I like this movie. My roommate is always making fun of me because I adore heartwarming sports movies, and this is basically a heartwarming sports movie, let's be real. It's about underdogs working together and finding their groove and then winning a well deserved championship title. Yes, there's some cheese in there. And some stupid fat jokes. And a few moments of eyebrow raising. Yes, the plot is a little stale.
But it's a movie that makes you feel good inside without making you feel bad about anything either. And it's a film that chooses to focus on the bonds of sisterhood, across generations and class and race lines, the idea that you can choose to support the women in your life and that will make your life better. The big breakthrough in the film comes when Beca has a moment of humility and admits how scared she is, only to find that everyone else is scared too. That's important, and it's worth celebrating.
So. Final thoughts. The new Bella introduced aside from Emily, Flo (Chrissie Fit), is a fantastic addition to the team, with her commentary on her harrowing experiences growing up in Guatemala providing a really nice counter-point whenever one of the girls gets too "ah this is the worst thing to ever happen to anyone ever!" about it all. And Birgitte Hjort Sørensen** and Flula Borg are phenomenal as the leaders of Das Sound Machine.

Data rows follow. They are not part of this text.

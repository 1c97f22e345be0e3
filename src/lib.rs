//! FieldSync - Offline-first synchronization engine
//!
//! Caches entity state locally with expiration, queues local mutations
//! durably while disconnected, replays them once connectivity returns, and
//! reconciles inbound change events with field-level conflict resolution.

pub mod cache;
pub mod clock;
pub mod config;
pub mod conflict;
pub mod coordinator;
pub mod error;
pub mod queue;
pub mod reachability;
pub mod store;
pub mod transport;
pub mod types;

pub use config::SyncConfig;
pub use coordinator::SyncCoordinator;
pub use error::{FieldSyncError, Result};
pub use types::*;

/// Library version
pub const VERSION: &str = env!("CARGO_PKG_VERSION");
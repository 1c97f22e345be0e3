//! Transport adapter seam
//!
//! The engine never sees wire bytes. A transport delivers inbound change
//! events over a broadcast channel and accepts outbound events with a
//! synchronous enqueue-for-send verdict — `send` returning true means the
//! event was accepted locally, not that the remote confirmed it.

use crate::error::Result;
use crate::types::SyncEvent;
use async_trait::async_trait;
use parking_lot::Mutex;
use std::sync::atomic::{AtomicBool, Ordering};
use tokio::sync::broadcast;

/// External transport collaborator
#[async_trait]
pub trait Transport: Send + Sync {
    /// Establish the connection
    async fn connect(&self) -> Result<()>;

    /// Current connectivity
    fn is_connected(&self) -> bool;

    /// Enqueue an event for sending; true means accepted locally
    fn send(&self, event: &SyncEvent) -> bool;

    /// Subscribe to the inbound event stream
    fn subscribe(&self) -> broadcast::Receiver<SyncEvent>;
}

/// In-process transport over tokio channels
///
/// Used by tests and demos: connectivity and send failures are scriptable,
/// inbound events are injected directly, and outbound sends are recorded.
pub struct ChannelTransport {
    inbound: broadcast::Sender<SyncEvent>,
    connected: AtomicBool,
    fail_sends: AtomicBool,
    sent: Mutex<Vec<SyncEvent>>,
}

impl Default for ChannelTransport {
    fn default() -> Self {
        Self::new()
    }
}

impl ChannelTransport {
    pub fn new() -> Self {
        let (inbound, _) = broadcast::channel(256);
        Self {
            inbound,
            connected: AtomicBool::new(true),
            fail_sends: AtomicBool::new(false),
            sent: Mutex::new(Vec::new()),
        }
    }

    /// Script connectivity
    pub fn set_connected(&self, connected: bool) {
        self.connected.store(connected, Ordering::SeqCst);
    }

    /// Make every `send` report failure
    pub fn set_send_failures(&self, fail: bool) {
        self.fail_sends.store(fail, Ordering::SeqCst);
    }

    /// Inject an inbound event as if the remote produced it
    pub fn push_inbound(&self, event: SyncEvent) {
        let _ = self.inbound.send(event);
    }

    /// Events accepted by `send`, in order
    pub fn sent_events(&self) -> Vec<SyncEvent> {
        self.sent.lock().clone()
    }
}

#[async_trait]
impl Transport for ChannelTransport {
    async fn connect(&self) -> Result<()> {
        if self.connected.load(Ordering::SeqCst) {
            Ok(())
        } else {
            Err(crate::error::FieldSyncError::Transport(
                "no connectivity".to_string(),
            ))
        }
    }

    fn is_connected(&self) -> bool {
        self.connected.load(Ordering::SeqCst)
    }

    fn send(&self, event: &SyncEvent) -> bool {
        if !self.is_connected() || self.fail_sends.load(Ordering::SeqCst) {
            return false;
        }
        self.sent.lock().push(event.clone());
        true
    }

    fn subscribe(&self) -> broadcast::Receiver<SyncEvent> {
        self.inbound.subscribe()
    }
}

#[cfg(test)]
mod tests {
    use super::*;
    use serde_json::json;

    #[tokio::test]
    async fn test_send_respects_connectivity_and_failure_toggle() {
        let transport = ChannelTransport::new();
        let event = SyncEvent::new("update", "task", "t-1", json!({}), "client");

        assert!(transport.send(&event));

        transport.set_connected(false);
        assert!(!transport.send(&event));
        assert!(transport.connect().await.is_err());

        transport.set_connected(true);
        transport.set_send_failures(true);
        assert!(!transport.send(&event));

        transport.set_send_failures(false);
        assert!(transport.send(&event));
        assert_eq!(transport.sent_events().len(), 2);
    }

    #[tokio::test]
    async fn test_inbound_events_reach_subscribers() {
        let transport = ChannelTransport::new();
        let mut rx = transport.subscribe();

        transport.push_inbound(SyncEvent::new(
            "update",
            "violation",
            "v-9",
            json!({"status": "open"}),
            "server",
        ));

        let received = rx.recv().await.unwrap();
        assert_eq!(received.entity_key(), "violation:v-9");
    }
}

Aubrey (Anna Camp) even gets her own hilarious cameo in the film where we find out what she did after graduation - hint, it involved parlaying her love of yelling at people with her appreciation for guns into a very lucrative career. Heck, even Benji (Ben Platt) gets some development here when he falls hard for Emily and proceeds to make himself into an even more awkward person around her. Somehow.
The real takeaway here, though, should be that it's a fun, enjoyable movie. It doesn't reinvent the wheel, and it doesn't really try. But that's okay. Entertainment is a perfectly acceptable goal for a film and I never got the impression that the people involved in this were half-assing it. No, it's a good film that isn't great about women supporting each other, and isn't that kind of nice?
Yeah. I think so too.
*I love that movie. Just saying. I adore it.
**If she looks vaguely familiar to you, it's probably because she played Tarsi, the super rad Wildling lady in the Game of Thrones episode "Hardhome". You know, the one where that super cool lady became a zombie because we can't have nice things. Her.